Stored items:
===============

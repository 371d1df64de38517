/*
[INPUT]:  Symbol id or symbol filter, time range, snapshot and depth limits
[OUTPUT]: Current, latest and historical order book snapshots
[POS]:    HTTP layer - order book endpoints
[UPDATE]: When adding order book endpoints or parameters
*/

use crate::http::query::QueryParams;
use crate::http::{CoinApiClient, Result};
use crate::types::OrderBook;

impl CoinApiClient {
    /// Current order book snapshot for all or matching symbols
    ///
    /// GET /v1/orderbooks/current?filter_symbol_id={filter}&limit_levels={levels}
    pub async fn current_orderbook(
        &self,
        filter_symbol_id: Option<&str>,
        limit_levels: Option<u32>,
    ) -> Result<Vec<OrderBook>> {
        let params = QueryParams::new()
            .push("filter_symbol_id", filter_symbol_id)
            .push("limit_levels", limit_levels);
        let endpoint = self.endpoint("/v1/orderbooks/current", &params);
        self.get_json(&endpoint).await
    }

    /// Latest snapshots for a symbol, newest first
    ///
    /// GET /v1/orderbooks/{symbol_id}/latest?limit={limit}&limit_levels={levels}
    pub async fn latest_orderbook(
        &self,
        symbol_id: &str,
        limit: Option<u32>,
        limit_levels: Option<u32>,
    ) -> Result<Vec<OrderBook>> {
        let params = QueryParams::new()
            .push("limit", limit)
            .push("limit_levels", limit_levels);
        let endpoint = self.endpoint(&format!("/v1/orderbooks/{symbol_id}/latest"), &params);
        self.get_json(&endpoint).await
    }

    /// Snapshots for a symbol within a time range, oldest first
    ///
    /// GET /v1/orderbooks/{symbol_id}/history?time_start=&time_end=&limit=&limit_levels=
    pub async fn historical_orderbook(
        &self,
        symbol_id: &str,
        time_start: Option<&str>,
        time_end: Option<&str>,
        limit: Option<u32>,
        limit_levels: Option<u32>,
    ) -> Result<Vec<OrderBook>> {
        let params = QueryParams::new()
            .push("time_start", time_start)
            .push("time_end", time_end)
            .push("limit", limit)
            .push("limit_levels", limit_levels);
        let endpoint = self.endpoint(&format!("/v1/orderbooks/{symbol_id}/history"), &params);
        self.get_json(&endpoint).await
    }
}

===============

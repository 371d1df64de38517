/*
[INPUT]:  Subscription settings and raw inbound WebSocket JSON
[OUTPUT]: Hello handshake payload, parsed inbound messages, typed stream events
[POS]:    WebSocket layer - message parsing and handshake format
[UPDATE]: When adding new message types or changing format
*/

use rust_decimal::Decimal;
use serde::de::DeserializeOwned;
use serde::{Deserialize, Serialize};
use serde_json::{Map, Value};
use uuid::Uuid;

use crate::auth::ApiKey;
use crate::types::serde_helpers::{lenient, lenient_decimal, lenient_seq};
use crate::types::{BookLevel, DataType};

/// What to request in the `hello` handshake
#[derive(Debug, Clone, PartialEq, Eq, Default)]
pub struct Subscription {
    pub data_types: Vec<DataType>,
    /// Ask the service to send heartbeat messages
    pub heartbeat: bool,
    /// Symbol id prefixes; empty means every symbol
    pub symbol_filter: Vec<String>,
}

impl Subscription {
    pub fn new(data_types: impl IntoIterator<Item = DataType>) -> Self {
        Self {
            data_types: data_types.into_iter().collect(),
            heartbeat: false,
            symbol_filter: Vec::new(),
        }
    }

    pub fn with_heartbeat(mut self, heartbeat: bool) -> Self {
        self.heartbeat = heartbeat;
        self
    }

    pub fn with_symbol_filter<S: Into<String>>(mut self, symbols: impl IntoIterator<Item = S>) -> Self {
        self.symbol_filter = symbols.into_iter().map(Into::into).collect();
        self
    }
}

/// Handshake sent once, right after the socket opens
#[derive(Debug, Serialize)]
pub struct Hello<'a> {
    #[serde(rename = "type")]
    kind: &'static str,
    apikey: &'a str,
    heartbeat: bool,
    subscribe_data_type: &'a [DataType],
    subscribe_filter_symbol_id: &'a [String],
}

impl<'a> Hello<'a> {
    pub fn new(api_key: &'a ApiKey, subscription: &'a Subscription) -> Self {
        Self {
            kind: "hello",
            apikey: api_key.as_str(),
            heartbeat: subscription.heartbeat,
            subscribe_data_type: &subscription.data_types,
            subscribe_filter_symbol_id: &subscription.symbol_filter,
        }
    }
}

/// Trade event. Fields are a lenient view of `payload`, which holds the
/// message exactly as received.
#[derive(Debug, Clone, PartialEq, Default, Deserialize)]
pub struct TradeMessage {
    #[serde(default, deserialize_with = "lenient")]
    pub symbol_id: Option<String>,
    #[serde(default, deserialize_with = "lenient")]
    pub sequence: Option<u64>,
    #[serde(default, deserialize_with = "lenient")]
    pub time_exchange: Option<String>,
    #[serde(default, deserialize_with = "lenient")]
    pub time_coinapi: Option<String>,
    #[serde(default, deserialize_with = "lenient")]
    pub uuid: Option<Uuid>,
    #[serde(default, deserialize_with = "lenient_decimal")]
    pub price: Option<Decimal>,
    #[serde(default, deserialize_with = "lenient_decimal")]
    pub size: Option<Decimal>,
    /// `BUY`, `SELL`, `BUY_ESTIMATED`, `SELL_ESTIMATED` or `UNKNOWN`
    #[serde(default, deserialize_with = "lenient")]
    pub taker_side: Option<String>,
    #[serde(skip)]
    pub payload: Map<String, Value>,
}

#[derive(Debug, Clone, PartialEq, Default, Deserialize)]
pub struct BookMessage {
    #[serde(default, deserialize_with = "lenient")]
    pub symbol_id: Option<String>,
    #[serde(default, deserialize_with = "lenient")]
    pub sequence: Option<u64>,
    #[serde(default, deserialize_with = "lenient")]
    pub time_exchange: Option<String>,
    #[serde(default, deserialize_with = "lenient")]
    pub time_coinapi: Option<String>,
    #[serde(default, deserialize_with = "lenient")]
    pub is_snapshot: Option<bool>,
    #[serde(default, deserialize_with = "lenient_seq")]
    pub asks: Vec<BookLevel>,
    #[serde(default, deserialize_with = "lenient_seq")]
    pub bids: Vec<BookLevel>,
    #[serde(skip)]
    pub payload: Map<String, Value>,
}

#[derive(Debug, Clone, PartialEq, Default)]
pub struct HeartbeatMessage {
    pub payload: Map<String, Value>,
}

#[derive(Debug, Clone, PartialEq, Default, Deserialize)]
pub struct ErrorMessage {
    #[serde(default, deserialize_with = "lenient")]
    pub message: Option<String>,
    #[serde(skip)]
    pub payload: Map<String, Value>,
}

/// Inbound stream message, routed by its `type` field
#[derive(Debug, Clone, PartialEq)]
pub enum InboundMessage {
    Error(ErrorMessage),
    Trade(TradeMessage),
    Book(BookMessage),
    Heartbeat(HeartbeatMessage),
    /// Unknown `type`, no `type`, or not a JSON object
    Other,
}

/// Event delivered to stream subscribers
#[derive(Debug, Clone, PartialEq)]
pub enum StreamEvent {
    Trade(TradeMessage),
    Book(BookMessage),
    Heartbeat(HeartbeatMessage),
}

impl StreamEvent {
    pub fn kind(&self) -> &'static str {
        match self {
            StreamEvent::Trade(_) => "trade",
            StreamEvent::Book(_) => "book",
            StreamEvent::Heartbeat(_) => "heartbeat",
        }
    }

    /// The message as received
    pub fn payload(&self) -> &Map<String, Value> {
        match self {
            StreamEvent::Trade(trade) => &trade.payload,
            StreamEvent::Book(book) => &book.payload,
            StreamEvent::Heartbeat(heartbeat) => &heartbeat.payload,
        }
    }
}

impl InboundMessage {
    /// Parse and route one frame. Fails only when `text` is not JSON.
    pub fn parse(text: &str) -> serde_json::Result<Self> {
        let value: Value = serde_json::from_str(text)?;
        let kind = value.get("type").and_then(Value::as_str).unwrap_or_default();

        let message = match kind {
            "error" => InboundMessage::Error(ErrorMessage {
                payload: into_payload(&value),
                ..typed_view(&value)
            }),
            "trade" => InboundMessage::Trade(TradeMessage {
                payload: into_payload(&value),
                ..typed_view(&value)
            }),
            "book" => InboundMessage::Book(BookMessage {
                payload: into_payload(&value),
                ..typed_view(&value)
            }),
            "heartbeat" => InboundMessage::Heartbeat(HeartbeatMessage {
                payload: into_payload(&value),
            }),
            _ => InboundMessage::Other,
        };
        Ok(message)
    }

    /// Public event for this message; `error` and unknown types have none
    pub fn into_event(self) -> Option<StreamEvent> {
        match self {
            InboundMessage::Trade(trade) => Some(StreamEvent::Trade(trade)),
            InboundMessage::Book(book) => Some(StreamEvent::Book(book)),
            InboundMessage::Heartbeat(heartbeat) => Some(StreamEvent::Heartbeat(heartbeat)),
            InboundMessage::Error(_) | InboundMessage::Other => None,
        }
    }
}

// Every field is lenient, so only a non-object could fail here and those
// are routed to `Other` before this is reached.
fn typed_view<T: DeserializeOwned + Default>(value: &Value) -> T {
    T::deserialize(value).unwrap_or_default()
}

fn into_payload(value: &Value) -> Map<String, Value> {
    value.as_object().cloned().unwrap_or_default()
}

===============

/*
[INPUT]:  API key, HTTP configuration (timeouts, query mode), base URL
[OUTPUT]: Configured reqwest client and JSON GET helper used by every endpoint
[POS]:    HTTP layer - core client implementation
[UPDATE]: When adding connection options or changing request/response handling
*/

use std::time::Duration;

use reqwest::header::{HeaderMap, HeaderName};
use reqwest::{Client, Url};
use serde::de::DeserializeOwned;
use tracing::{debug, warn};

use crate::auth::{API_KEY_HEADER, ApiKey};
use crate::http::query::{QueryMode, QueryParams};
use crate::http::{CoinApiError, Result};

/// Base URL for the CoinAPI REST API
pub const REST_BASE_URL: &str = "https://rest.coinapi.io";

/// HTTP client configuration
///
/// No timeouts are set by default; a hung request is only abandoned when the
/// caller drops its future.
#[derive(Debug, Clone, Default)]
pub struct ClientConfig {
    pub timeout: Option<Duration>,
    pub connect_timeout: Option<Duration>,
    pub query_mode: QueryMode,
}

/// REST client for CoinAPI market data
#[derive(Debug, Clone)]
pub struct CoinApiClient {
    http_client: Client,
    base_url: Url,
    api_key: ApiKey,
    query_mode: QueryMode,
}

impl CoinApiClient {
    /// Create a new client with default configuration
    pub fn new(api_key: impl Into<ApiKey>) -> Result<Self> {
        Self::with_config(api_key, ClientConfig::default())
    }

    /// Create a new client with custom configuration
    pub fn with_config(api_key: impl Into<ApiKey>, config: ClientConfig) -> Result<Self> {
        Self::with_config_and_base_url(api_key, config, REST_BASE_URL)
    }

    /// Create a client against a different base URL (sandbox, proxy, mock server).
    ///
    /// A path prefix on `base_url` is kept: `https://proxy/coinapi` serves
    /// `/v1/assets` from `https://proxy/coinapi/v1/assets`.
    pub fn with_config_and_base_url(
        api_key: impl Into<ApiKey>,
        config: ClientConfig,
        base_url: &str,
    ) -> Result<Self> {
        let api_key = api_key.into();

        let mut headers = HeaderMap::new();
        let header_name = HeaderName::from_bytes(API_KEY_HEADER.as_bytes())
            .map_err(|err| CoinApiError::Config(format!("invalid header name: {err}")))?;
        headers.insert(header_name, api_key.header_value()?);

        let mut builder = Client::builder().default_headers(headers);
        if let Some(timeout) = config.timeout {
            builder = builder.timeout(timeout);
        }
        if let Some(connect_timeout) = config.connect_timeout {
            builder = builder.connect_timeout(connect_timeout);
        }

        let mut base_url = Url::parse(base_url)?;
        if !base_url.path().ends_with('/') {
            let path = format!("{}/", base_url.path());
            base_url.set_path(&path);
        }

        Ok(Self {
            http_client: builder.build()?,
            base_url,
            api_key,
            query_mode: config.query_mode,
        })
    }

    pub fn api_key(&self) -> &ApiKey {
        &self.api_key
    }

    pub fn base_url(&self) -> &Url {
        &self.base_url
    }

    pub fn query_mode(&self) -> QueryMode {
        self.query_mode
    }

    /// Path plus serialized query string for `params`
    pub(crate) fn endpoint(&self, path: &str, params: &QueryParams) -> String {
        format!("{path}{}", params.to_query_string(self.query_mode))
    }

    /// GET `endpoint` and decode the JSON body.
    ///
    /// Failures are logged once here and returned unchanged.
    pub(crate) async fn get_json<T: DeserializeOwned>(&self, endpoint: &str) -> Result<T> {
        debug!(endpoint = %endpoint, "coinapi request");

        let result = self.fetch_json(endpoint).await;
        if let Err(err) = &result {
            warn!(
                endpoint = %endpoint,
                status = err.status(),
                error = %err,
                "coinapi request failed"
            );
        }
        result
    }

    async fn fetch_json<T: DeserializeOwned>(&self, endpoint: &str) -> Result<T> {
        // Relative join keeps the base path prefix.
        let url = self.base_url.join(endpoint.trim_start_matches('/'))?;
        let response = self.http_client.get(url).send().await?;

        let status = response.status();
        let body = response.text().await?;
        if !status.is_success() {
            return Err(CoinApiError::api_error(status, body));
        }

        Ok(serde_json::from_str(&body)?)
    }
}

===============

# [Work order]
Return word for word the lines above from the line with "CoinAPI REST API" to the line with "CoinAPI market data", including both and leaving out all others.

# [Exercise output]
/// Base URL for the CoinAPI REST API
pub const REST_BASE_URL: &str = "https://rest.coinapi.io";

/// HTTP client configuration
///
/// No timeouts are set by default; a hung request is only abandoned when the
/// caller drops its future.
#[derive(Debug, Clone, Default)]
pub struct ClientConfig {
    pub timeout: Option<Duration>,
    pub connect_timeout: Option<Duration>,
    pub query_mode: QueryMode,
}

/// REST client for CoinAPI market data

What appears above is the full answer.